The most important component in your groupset is your drivetrain. The drivetrain consists of all the components that enable your bike to move and shift gears.

The groupset on a bike is not always from the same manufacturer. There is sometimes a mix-and-match of components that is done to keep costs in check. Bikes typically come with 1-30 gears, with up to 12 in the back (cassette or internal-gear hub) and 1-3 in the front (chainrings).

WHEELS – The rims, tires, and tubes are collectively referred to as the wheels. Wheels play a crucial role in overall bike handling, comfort, and agility.

BRAKES – Brakes these days are primarily of two types namely, rim brakes and disc brakes. Rim brakes are found on many models, from inexpensive city bikes to high-end road race machines. Disc brakes are of two types -cable-activated or hydraulic. They’re heavier but stop better, with less force, in all conditions.


There are 3 main types of bikes available in the market today. Each caters to a different riders requirements. This does not necessarily mean that a rider is only proficient at one particular discipline. Often, riders own two or more bikes so that they can cater to their different requirements.


Road bikes are bicycles designed to take you as far and as fast as your legs can manage. The road bike gets its name from the terrain it is designed to be used on the road.


  • Drop Bars
  • Light weight frame
  • Stiff frames
  • Incremental gearing


They are a combination of a road bike and a mountain bike. Hybrid bikes feature relaxed frame geometry and raised handlebars, meaning that you sit up straight, usually in a comfortable saddle.

They feature high gear ratios for easy shifting and pedaling, and they often have wider tires than road bikes, but narrower tires than mountain bikes, making them suitable for light off-road use like gravel roads and smooth dirt trails.


  • Flat bars
  • Wide gearing
  • Upright seating
  • Comfortable touch points
  • Available with suspension and rigid forks
  • Ideal for commutes or fitness riding


Mountain bikes are designed to be ridden over rugged terrain and technical trails with logs, rocks, roots and other obstacles.

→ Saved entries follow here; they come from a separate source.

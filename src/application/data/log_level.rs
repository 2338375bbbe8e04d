use clap::ValueEnum;

/// Verbosity of diagnostics written to stderr.
#[derive(Debug, Clone, Copy, PartialEq, Eq, ValueEnum, Default)]
pub enum LogLevel {
    Trace,
    Debug,
    Info,
    #[default]
    Warn,
    Error,
    Silent,
}

impl LogLevel {
    pub fn to_tracing_level(self) -> Option<tracing::Level> {
        match self {
            LogLevel::Trace => Some(tracing::Level::TRACE),
            LogLevel::Debug => Some(tracing::Level::DEBUG),
            LogLevel::Info => Some(tracing::Level::INFO),
            LogLevel::Warn => Some(tracing::Level::WARN),
            LogLevel::Error => Some(tracing::Level::ERROR),
            LogLevel::Silent => None,
        }
    }
}

#[cfg(test)]
mod tests {
    use super::*;
    use rstest::*;

    #[rstest]
    #[case(LogLevel::Trace, Some(tracing::Level::TRACE))]
    #[case(LogLevel::Warn, Some(tracing::Level::WARN))]
    #[case(LogLevel::Silent, None)]
    fn test_to_tracing_level(#[case] level: LogLevel, #[case] expected: Option<tracing::Level>) {
        assert_eq!(level.to_tracing_level(), expected);
    }
}
use derive_more::{Display, From, Into, IsVariant};
use hashlink::LinkedHashMap;

/// Stable handle of a node inside a [`Tree`](super::Tree) arena.
#[derive(Debug, Clone, Copy, PartialEq, Eq, Hash, Display, From, Into)]
#[display("#{_0}")]
pub struct NodeId(usize);

impl NodeId {
    pub const ROOT: NodeId = NodeId(0);

    pub(super) fn index(self) -> usize {
        self.0
    }
}

/// Payload of a tree node
#[derive(Debug, Clone, PartialEq, Eq, IsVariant)]
pub enum Node {
    File {
        content: String,
    },
    Directory {
        children: LinkedHashMap<String, NodeId>,
    },
}

impl Node {
    pub fn empty_file() -> Self {
        Node::File {
            content: String::new(),
        }
    }

    pub fn empty_directory() -> Self {
        Node::Directory {
            children: LinkedHashMap::new(),
        }
    }

    pub fn children(&self) -> Option<&LinkedHashMap<String, NodeId>> {
        match self {
            Node::Directory { children } => Some(children),
            Node::File { .. } => None,
        }
    }

    pub(super) fn children_mut(&mut self) -> Option<&mut LinkedHashMap<String, NodeId>> {
        match self {
            Node::Directory { children } => Some(children),
            Node::File { .. } => None,
        }
    }

    pub fn content(&self) -> Option<&str> {
        match self {
            Node::File { content } => Some(content),
            Node::Directory { .. } => None,
        }
    }

    pub(super) fn content_mut(&mut self) -> Option<&mut String> {
        match self {
            Node::File { content } => Some(content),
            Node::Directory { .. } => None,
        }
    }
}

/// One arena slot: the node plus its name and the index of its parent.
#[derive(Debug, Clone, PartialEq, Eq)]
pub struct Entry {
    pub(super) name: String,
    pub(super) parent: Option<NodeId>,
    pub(super) node: Node,
}

impl Entry {
    pub fn name(&self) -> &str {
        &self.name
    }

    pub fn parent(&self) -> Option<NodeId> {
        self.parent
    }

    pub fn node(&self) -> &Node {
        &self.node
    }
}
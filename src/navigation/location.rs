use crate::ext::{ROOT_PATH, SEPARATOR};
use crate::filesystem::{NodeId, Tree};

/// Where a session currently stands.
///
/// The breadcrumb chain always starts at the root and ends at the current
/// directory, so the current directory is the last breadcrumb and the two
/// can only ever change together.
#[derive(Debug, Clone, PartialEq, Eq)]
pub struct Location {
    breadcrumbs: Vec<NodeId>,
}

impl Default for Location {
    fn default() -> Self {
        Self::root()
    }
}

impl Location {
    pub fn root() -> Self {
        Self {
            breadcrumbs: vec![NodeId::ROOT],
        }
    }

    pub fn current(&self) -> NodeId {
        self.breadcrumbs.last().copied().unwrap_or(NodeId::ROOT)
    }

    pub fn breadcrumbs(&self) -> &[NodeId] {
        &self.breadcrumbs
    }

    pub fn is_root(&self) -> bool {
        self.breadcrumbs.len() <= 1
    }

    pub(super) fn push(&mut self, id: NodeId) {
        self.breadcrumbs.push(id);
    }

    /// Drops the last breadcrumb. The root is never dropped.
    pub(super) fn pop(&mut self) -> Option<NodeId> {
        if self.is_root() {
            return None;
        }
        self.breadcrumbs.pop()
    }

    /// Absolute path of the current directory, e.g. `/a/b`.
    pub fn render(&self, tree: &Tree) -> String {
        let names = self
            .breadcrumbs
            .iter()
            .skip(1)
            .filter_map(|&id| tree.name_of(id))
            .collect::<Vec<_>>();

        if names.is_empty() {
            ROOT_PATH.to_string()
        } else {
            let mut rendered = String::new();
            for name in names {
                rendered.push(SEPARATOR);
                rendered.push_str(name);
            }
            rendered
        }
    }
}

#[cfg(test)]
mod tests {
    use super::*;

    #[test]
    fn test_root_location() {
        let location = Location::root();
        assert!(location.is_root());
        assert_eq!(location.current(), NodeId::ROOT);
        assert_eq!(location.breadcrumbs(), &[NodeId::ROOT]);
        assert_eq!(location.render(&Tree::new()), "/");
    }

    #[test]
    fn test_pop_never_drops_root() {
        let mut location = Location::root();
        assert_eq!(location.pop(), None);
        assert_eq!(location, Location::root());
    }

    #[test]
    fn test_push_pop_moves_current() {
        let mut tree = Tree::new();
        let a = tree.create_child_directory(tree.root(), "a").unwrap();
        let b = tree.create_child_directory(a, "b").unwrap();

        let mut location = Location::root();
        location.push(a);
        location.push(b);
        assert_eq!(location.current(), b);
        assert_eq!(location.render(&tree), "/a/b");

        assert_eq!(location.pop(), Some(b));
        assert_eq!(location.current(), a);
        assert_eq!(location.render(&tree), "/a");
    }
}
//! Interactive front end: command parsing, the read-eval loop and output styling.

mod command;
mod shell;
mod style;

pub use shell::{Shell, ShellError, ShellSettings};
pub use style::Style;
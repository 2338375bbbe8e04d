use hashlink::LinkedHashMap;
use saphyr::{Scalar, Yaml};
use tracing::warn;

/// Node to create before the first command runs.
#[derive(Debug, Clone, PartialEq, Eq)]
pub enum SeedEntry {
    File {
        name: String,
        content: String,
    },
    Directory {
        name: String,
        children: Vec<SeedEntry>,
    },
}

impl SeedEntry {
    pub fn name(&self) -> &str {
        match self {
            SeedEntry::File { name, .. } | SeedEntry::Directory { name, .. } => name,
        }
    }

    /// Mapping values become directories, strings become files with that
    /// content and nulls become empty files. Anything else is skipped.
    pub fn from_yaml_mapping(mapping: &LinkedHashMap<Yaml, Yaml>) -> Vec<Self> {
        mapping
            .iter()
            .filter_map(|(key, value)| {
                let Some(name) = key.as_str() else {
                    warn!("Skipping seed entry with a non-string name: {:?}", key);
                    return None;
                };
                Self::from_yaml_value(name, value)
            })
            .collect()
    }

    fn from_yaml_value(name: &str, value: &Yaml) -> Option<Self> {
        match value {
            Yaml::Mapping(children) => Some(SeedEntry::Directory {
                name: name.to_string(),
                children: Self::from_yaml_mapping(children),
            }),
            Yaml::Value(Scalar::String(content)) => Some(SeedEntry::File {
                name: name.to_string(),
                content: content.to_string(),
            }),
            Yaml::Value(Scalar::Null) => Some(SeedEntry::File {
                name: name.to_string(),
                content: String::new(),
            }),
            _ => {
                warn!("Skipping seed entry '{}' with unsupported value: {:?}", name, value);
                None
            }
        }
    }
}
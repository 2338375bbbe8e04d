mod path_segments_ext;

pub use path_segments_ext::{PathSegmentsExt, ROOT_PATH, SEPARATOR, Segment};
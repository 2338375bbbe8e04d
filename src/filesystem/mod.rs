//! In-memory directory tree.
//!
//! Nodes live in an arena owned by [`Tree`]. A directory owns its children
//! through a name map, and each arena slot remembers its parent so that
//! ancestry never depends on external navigation state.

mod listing;
mod node;
mod tree;

pub use listing::Listing;
pub use node::{Entry, Node, NodeId};
pub use tree::{Tree, TreeError};
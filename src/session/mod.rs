mod session;

pub use session::{Session, SessionError};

They have a sharp frame geometry that puts the rider in a commanding position to pedal and climb efficiently. They have lower gear ratios that allow riders to pedal through steep and difficult terrain.


  • Wide tires
  • Rugged frames
  • Front and rear suspension options
  • Ideal for off-road trail riding.
  • Disc and rim brake models



Give your requirements the utmost importance. The kind of riding you intend to do will determine what kind of bike you’ll need. It’s important to have clarity on what kind of bike you want or at least what kind of riding you intend to do.

All bikes are very purpose built and are meant to be used for a certain style and kind of riding. If you’re not worried about speed or distances then a hybrid is probably the right choice for you.

Whereas if you intend to ride in forests or on trails ever so often you will need either a gravel bike or an MTB.


Having a clear budget in mind is super important. It goes without saying that bikes these days can end up costing as much as motorcycles and even cars. Having an approximate idea about how much your willing to spend on a bike will also help you narrow down bikes for yourself a lot faster.

The costlier a bike gets the more enjoyable the riding experience gets. Don’t forget that service maintenance costs are also to be considered as all bikes will require regular maintenance.

Once you know what kind of bike you need and what quality level you’re looking for, it’s time to dig into the specifics.


We always recommend doing some research before going to buy a bike for yourself. This way you know what to expect for how much you’ll be paying. Doing your research will also help you choose the right kind of bike (especially if you’re buying online).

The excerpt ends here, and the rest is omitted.